In a letter read in court by a Spanish interpreter, Aida Iris Morales Rodriguez thanked God that the authorities were able to make an arrest in her brother’s slaying so that the family could have justice. She said she suspects the killer has had to live with what happened in his heart and mind just as her family has.
The end of the case meant the family could be “free from the emotional prison” they’ve been in and that they will not dwell much on Bustos-Solis.
“When you pop in our minds we’ll just pray for you and we will wish you the best,” she wrote. “But that will not happen very often because we are going to be thinking about the happy times with our loved one.”
She asked for God to bless Bustos-Solis but reminded him, that whether he believes in God or not, her family can rest knowing there will ultimately be a judgment from God. She said she forgives him and hopes he can one day forgive himself, calling forgiveness “liberating, healing, a winning decision.”

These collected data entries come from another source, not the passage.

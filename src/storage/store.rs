//! Backing stores for the status ledger
//!
//! The ledger is a single JSON document. [`JsonFileStore`] serializes writers
//! across processes with an exclusive lock on a sidecar `<ledger>.lock` file,
//! and replaces the document through a uniquely named temp file that is
//! fsynced and renamed into place, so a crash never leaves a torn file and a
//! successful write survives power loss. [`MemoryStore`] keeps the document in
//! process memory.

use std::fs::{self, File, OpenOptions};
use std::io::{BufReader, BufWriter, Write};
use std::path::{Path, PathBuf};
use std::sync::Mutex;

use fd_lock::RwLock;
use tempfile::Builder;

use super::ledger::LedgerDocument;
use super::{LedgerError, LedgerResult};

/// Durable storage for the whole ledger document
pub trait LedgerStore: Send + Sync {
    /// Read the current document; a store that was never written yields an empty one
    fn load(&self) -> LedgerResult<LedgerDocument>;

    /// Replace the stored document. Must not return `Ok` before the data is durable.
    fn persist(&self, document: &LedgerDocument) -> LedgerResult<()>;

    /// Read-modify-write with no other writer in between
    ///
    /// `apply` returns whether it changed the document; only then is it
    /// persisted. Returns the resulting document.
    fn update(
        &self,
        apply: &mut dyn FnMut(&mut LedgerDocument) -> bool,
    ) -> LedgerResult<LedgerDocument> {
        let mut document = self.load()?;
        if apply(&mut document) {
            self.persist(&document)?;
        }
        Ok(document)
    }

    /// Human-readable location, for logs
    fn describe(&self) -> String;
}

/// Ledger document stored as pretty-printed JSON on disk
#[derive(Debug, Clone)]
pub struct JsonFileStore {
    path: PathBuf,
    lock_path: PathBuf,
}

impl JsonFileStore {
    /// Create a store at `path`, creating the parent directory if needed
    pub fn new(path: impl Into<PathBuf>) -> LedgerResult<Self> {
        let path = path.into();

        if let Some(parent) = path.parent().filter(|p| !p.as_os_str().is_empty()) {
            fs::create_dir_all(parent).map_err(|source| LedgerError::Io {
                operation: "create_dir",
                path: parent.display().to_string(),
                source,
            })?;
        }

        let mut lock_name = path
            .file_name()
            .map(|n| n.to_os_string())
            .unwrap_or_else(|| "ledger.json".into());
        lock_name.push(".lock");
        let lock_path = path.with_file_name(lock_name);

        Ok(Self { path, lock_path })
    }

    /// Path of the ledger file
    pub fn path(&self) -> &Path {
        &self.path
    }

    /// Path of the sidecar lock file
    pub fn lock_path(&self) -> &Path {
        &self.lock_path
    }

    fn dir(&self) -> PathBuf {
        self.path
            .parent()
            .filter(|p| !p.as_os_str().is_empty())
            .map(Path::to_path_buf)
            .unwrap_or_else(|| PathBuf::from("."))
    }

    fn lock_file(&self) -> LedgerResult<RwLock<File>> {
        let file = OpenOptions::new()
            .create(true)
            .read(true)
            .write(true)
            .truncate(false)
            .open(&self.lock_path)
            .map_err(io_error("open_lock", &self.lock_path))?;
        Ok(RwLock::new(file))
    }

    /// Write the document; the caller holds the lock
    fn write_document(&self, document: &LedgerDocument) -> LedgerResult<()> {
        let dir = self.dir();
        let mut temp = Builder::new()
            .prefix(".ledger-")
            .suffix(".tmp")
            .tempfile_in(&dir)
            .map_err(io_error("create", &dir))?;
        let temp_path = temp.path().to_path_buf();

        let mut writer = BufWriter::new(temp.as_file_mut());
        serde_json::to_writer_pretty(&mut writer, document)?;
        writer.flush().map_err(io_error("write", &temp_path))?;
        drop(writer);
        temp.as_file()
            .sync_all()
            .map_err(io_error("fsync", &temp_path))?;

        temp.persist(&self.path)
            .map_err(|e| e.error)
            .map_err(io_error("rename", &self.path))?;
        sync_parent_dir(&self.path).map_err(io_error("fsync_dir", &self.path))?;

        tracing::debug!(
            path = %self.path.display(),
            days = document.published.len(),
            "Ledger persisted"
        );
        Ok(())
    }
}

impl LedgerStore for JsonFileStore {
    fn load(&self) -> LedgerResult<LedgerDocument> {
        if !self.path.exists() {
            return Ok(LedgerDocument::default());
        }

        let file = File::open(&self.path).map_err(io_error("open", &self.path))?;
        let reader = BufReader::new(file);

        // Corrupt is never treated as empty
        let document = serde_json::from_reader(reader).map_err(|source| {
            LedgerError::Corrupt {
                path: self.path.display().to_string(),
                source,
            }
        })?;

        tracing::trace!(path = %self.path.display(), "Ledger loaded");
        Ok(document)
    }

    fn persist(&self, document: &LedgerDocument) -> LedgerResult<()> {
        let mut lock = self.lock_file()?;
        let _guard = lock.write().map_err(io_error("lock", &self.lock_path))?;
        self.write_document(document)
    }

    fn update(
        &self,
        apply: &mut dyn FnMut(&mut LedgerDocument) -> bool,
    ) -> LedgerResult<LedgerDocument> {
        let mut lock = self.lock_file()?;
        let _guard = lock.write().map_err(io_error("lock", &self.lock_path))?;

        let mut document = self.load()?;
        if apply(&mut document) {
            self.write_document(&document)?;
        }
        Ok(document)
    }

    fn describe(&self) -> String {
        self.path.display().to_string()
    }
}

fn io_error(operation: &'static str, path: &Path) -> impl FnOnce(std::io::Error) -> LedgerError {
    let path = path.display().to_string();
    move |source| LedgerError::Io {
        operation,
        path,
        source,
    }
}

#[cfg(unix)]
fn sync_parent_dir(path: &Path) -> std::io::Result<()> {
    match path.parent().filter(|p| !p.as_os_str().is_empty()) {
        Some(parent) => File::open(parent)?.sync_all(),
        None => File::open(".")?.sync_all(),
    }
}

#[cfg(not(unix))]
fn sync_parent_dir(_path: &Path) -> std::io::Result<()> {
    Ok(())
}

/// In-process ledger store
#[derive(Debug, Default)]
pub struct MemoryStore {
    document: Mutex<LedgerDocument>,
}

impl MemoryStore {
    /// Create an empty store
    pub fn new() -> Self {
        Self::default()
    }
}

impl LedgerStore for MemoryStore {
    fn load(&self) -> LedgerResult<LedgerDocument> {
        let guard = self.document.lock().map_err(|_| LedgerError::LockPoisoned)?;
        Ok(guard.clone())
    }

    fn persist(&self, document: &LedgerDocument) -> LedgerResult<()> {
        let mut guard = self.document.lock().map_err(|_| LedgerError::LockPoisoned)?;
        *guard = document.clone();
        Ok(())
    }

    fn describe(&self) -> String {
        "memory".to_string()
    }
}

#[cfg(test)]
mod tests {
    use super::*;
    use crate::storage::PublicationRecord;
    use tempfile::TempDir;

    fn sample_document() -> LedgerDocument {
        let mut document = LedgerDocument::default();
        let mut record = PublicationRecord::default();
        record.targets_done.insert("devto".to_string());
        record
            .locations
            .insert("devto".to_string(), "https://dev.to/x".to_string());
        document.published.insert(3, record);
        document
    }

    #[test]
    fn test_missing_file_is_empty_document() {
        let dir = TempDir::new().unwrap();
        let store = JsonFileStore::new(dir.path().join("status.json")).unwrap();
        assert!(store.load().unwrap().published.is_empty());
    }

    #[test]
    fn test_persist_and_reload() {
        let dir = TempDir::new().unwrap();
        let path = dir.path().join("logs").join("status.json");
        let store = JsonFileStore::new(&path).unwrap();

        store.persist(&sample_document()).unwrap();
        assert!(path.exists());

        let leftovers: Vec<_> = std::fs::read_dir(path.parent().unwrap())
            .unwrap()
            .map(|e| e.unwrap().file_name().to_string_lossy().into_owned())
            .filter(|name| name.ends_with(".tmp"))
            .collect();
        assert!(leftovers.is_empty(), "temp files left: {leftovers:?}");

        let reopened = JsonFileStore::new(&path).unwrap();
        let document = reopened.load().unwrap();
        assert_eq!(document, sample_document());
    }

    #[test]
    fn test_day_keys_are_strings_on_disk() {
        let dir = TempDir::new().unwrap();
        let path = dir.path().join("status.json");
        let store = JsonFileStore::new(&path).unwrap();
        store.persist(&sample_document()).unwrap();

        let raw = std::fs::read_to_string(&path).unwrap();
        let value: serde_json::Value = serde_json::from_str(&raw).unwrap();
        assert!(value["published"]["3"]["targets_done"].is_array());
    }

    #[test]
    fn test_corrupt_file_is_an_error() {
        let dir = TempDir::new().unwrap();
        let path = dir.path().join("status.json");
        std::fs::write(&path, "{ not json").unwrap();

        let store = JsonFileStore::new(&path).unwrap();
        assert!(matches!(store.load(), Err(LedgerError::Corrupt { .. })));
    }

    #[test]
    fn test_update_persists_only_on_change() {
        let dir = TempDir::new().unwrap();
        let path = dir.path().join("status.json");
        let store = JsonFileStore::new(&path).unwrap();

        let unchanged = store.update(&mut |_| false).unwrap();
        assert!(unchanged.published.is_empty());
        assert!(!path.exists());
        assert!(store.lock_path().exists());

        let updated = store
            .update(&mut |document| {
                *document = sample_document();
                true
            })
            .unwrap();
        assert_eq!(updated, sample_document());
        assert_eq!(store.load().unwrap(), sample_document());
    }

    #[test]
    fn test_memory_store_roundtrip() {
        let store = MemoryStore::new();
        store.persist(&sample_document()).unwrap();
        assert_eq!(store.load().unwrap(), sample_document());
        assert_eq!(store.describe(), "memory");
    }
}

Bendish said the killing was the result of “terrible decision making after a night of drinking” and that while the relatives’ found it in their hearts to forgive Bustos-Solis “there are consequences under the law for his decision making, for the fact that he robbed a child of his father, siblings of their brother and parents of their son.”
When McCarty asked Bustos-Solis if he had anything to say to him or Rodriguez’ family, the defendant responded with only “I apologize”.
The relatives did not assail the plea deal but suggested it was insufficient.
“A short sentence cannot fully represent what was taken from us,” Curtin said. “I place my anger, grief and heartbreak in God’s hands, trusting that the true justice is seen by Him even when human justice is incomplete.”